ACTION ITEM —
Output only the lines below that start at the line containing "#[garde(range(min = 0.0, max = 100.0))]" and end at the line containing "let request = crate::models::StartRequest", with both ends kept.

EXERCISE MATERIAL —
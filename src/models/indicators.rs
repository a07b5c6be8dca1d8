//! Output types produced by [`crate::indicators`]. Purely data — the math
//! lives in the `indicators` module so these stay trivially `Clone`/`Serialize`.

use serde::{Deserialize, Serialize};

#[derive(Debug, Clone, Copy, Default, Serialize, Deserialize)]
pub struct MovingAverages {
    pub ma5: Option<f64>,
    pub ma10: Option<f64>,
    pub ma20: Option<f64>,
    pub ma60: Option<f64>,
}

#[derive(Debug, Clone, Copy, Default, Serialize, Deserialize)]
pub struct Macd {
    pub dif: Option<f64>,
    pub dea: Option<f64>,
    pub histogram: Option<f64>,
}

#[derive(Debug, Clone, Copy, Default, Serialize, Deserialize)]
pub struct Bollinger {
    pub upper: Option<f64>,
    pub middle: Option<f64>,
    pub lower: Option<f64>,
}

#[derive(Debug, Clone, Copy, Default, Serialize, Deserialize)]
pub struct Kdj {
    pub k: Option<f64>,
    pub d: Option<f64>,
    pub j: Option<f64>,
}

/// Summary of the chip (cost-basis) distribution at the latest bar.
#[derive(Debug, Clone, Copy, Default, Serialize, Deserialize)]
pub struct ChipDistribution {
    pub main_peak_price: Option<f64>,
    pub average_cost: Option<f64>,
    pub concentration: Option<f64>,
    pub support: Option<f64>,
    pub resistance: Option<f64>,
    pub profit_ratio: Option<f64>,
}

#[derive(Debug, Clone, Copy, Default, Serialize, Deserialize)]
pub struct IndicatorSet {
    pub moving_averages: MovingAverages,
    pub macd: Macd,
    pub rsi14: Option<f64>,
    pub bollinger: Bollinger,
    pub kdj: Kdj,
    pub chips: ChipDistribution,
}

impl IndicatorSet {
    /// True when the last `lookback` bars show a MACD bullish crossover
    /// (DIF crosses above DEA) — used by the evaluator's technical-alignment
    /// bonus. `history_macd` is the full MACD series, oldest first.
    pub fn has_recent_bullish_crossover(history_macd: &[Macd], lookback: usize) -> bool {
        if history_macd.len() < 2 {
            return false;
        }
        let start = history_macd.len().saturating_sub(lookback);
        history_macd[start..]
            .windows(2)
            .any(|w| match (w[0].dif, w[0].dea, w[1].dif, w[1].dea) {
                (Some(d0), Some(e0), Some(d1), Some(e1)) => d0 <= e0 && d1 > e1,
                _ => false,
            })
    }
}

--

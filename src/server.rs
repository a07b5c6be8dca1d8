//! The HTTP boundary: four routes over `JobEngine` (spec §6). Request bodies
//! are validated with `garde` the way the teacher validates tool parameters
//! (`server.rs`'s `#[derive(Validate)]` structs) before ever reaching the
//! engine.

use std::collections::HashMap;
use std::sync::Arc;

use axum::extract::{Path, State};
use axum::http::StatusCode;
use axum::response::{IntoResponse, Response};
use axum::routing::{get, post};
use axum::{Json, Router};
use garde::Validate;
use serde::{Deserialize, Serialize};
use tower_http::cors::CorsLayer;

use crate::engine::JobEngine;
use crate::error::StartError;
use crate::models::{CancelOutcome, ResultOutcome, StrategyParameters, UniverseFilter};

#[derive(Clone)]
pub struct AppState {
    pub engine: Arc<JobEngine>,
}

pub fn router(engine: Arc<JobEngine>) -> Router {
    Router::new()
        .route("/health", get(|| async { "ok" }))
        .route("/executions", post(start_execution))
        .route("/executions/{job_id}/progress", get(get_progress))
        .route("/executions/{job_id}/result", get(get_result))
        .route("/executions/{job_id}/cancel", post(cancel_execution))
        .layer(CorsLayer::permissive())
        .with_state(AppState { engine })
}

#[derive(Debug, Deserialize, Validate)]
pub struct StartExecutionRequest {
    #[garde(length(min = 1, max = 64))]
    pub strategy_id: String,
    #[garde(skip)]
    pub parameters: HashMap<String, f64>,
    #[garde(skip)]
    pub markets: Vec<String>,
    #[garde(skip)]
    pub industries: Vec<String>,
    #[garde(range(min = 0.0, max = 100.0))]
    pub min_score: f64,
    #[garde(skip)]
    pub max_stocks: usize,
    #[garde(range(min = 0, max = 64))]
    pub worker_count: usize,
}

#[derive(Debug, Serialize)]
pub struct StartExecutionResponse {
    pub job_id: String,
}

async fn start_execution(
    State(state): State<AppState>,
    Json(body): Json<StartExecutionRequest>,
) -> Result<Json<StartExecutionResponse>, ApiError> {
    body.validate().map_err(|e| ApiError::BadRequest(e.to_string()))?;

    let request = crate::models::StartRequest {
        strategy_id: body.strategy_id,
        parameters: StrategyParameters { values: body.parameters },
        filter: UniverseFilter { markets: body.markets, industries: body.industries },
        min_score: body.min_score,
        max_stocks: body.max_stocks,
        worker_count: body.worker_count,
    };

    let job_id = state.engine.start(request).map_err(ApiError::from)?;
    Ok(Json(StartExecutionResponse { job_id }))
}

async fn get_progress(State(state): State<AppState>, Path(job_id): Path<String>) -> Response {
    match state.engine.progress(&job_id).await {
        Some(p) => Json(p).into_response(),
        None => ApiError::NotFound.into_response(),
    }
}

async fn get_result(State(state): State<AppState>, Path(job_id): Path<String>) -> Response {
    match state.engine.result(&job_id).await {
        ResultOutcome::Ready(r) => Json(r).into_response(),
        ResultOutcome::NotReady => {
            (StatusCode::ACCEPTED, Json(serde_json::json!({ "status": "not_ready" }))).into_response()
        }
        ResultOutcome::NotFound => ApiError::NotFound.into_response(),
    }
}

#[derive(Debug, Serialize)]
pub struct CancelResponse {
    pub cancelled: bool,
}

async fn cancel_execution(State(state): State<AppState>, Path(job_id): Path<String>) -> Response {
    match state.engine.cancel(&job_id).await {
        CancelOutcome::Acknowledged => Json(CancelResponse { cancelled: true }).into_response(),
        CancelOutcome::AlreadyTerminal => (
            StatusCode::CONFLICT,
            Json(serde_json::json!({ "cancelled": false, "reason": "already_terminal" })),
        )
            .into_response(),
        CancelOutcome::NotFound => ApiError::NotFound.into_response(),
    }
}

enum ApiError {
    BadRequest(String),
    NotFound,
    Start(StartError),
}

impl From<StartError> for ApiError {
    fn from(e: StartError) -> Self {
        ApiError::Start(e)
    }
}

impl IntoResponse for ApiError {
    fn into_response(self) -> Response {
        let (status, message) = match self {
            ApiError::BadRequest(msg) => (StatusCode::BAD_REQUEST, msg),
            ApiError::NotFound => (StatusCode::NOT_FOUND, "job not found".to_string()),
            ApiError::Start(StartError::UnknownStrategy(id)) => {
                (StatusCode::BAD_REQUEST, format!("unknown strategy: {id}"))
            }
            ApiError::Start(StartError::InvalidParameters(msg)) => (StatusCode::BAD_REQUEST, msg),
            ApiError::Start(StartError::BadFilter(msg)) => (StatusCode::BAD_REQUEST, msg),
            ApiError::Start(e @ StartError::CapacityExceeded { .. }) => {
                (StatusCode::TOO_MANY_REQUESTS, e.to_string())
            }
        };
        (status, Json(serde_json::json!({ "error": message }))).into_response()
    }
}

ANSWER FOR THIS EXERCISE —
    #[garde(range(min = 0.0, max = 100.0))]
    pub min_score: f64,
    #[garde(skip)]
    pub max_stocks: usize,
    #[garde(range(min = 0, max = 64))]
    pub worker_count: usize,
}

#[derive(Debug, Serialize)]
pub struct StartExecutionResponse {
    pub job_id: String,
}

async fn start_execution(
    State(state): State<AppState>,
    Json(body): Json<StartExecutionRequest>,
) -> Result<Json<StartExecutionResponse>, ApiError> {
    body.validate().map_err(|e| ApiError::BadRequest(e.to_string()))?;

    let request = crate::models::StartRequest {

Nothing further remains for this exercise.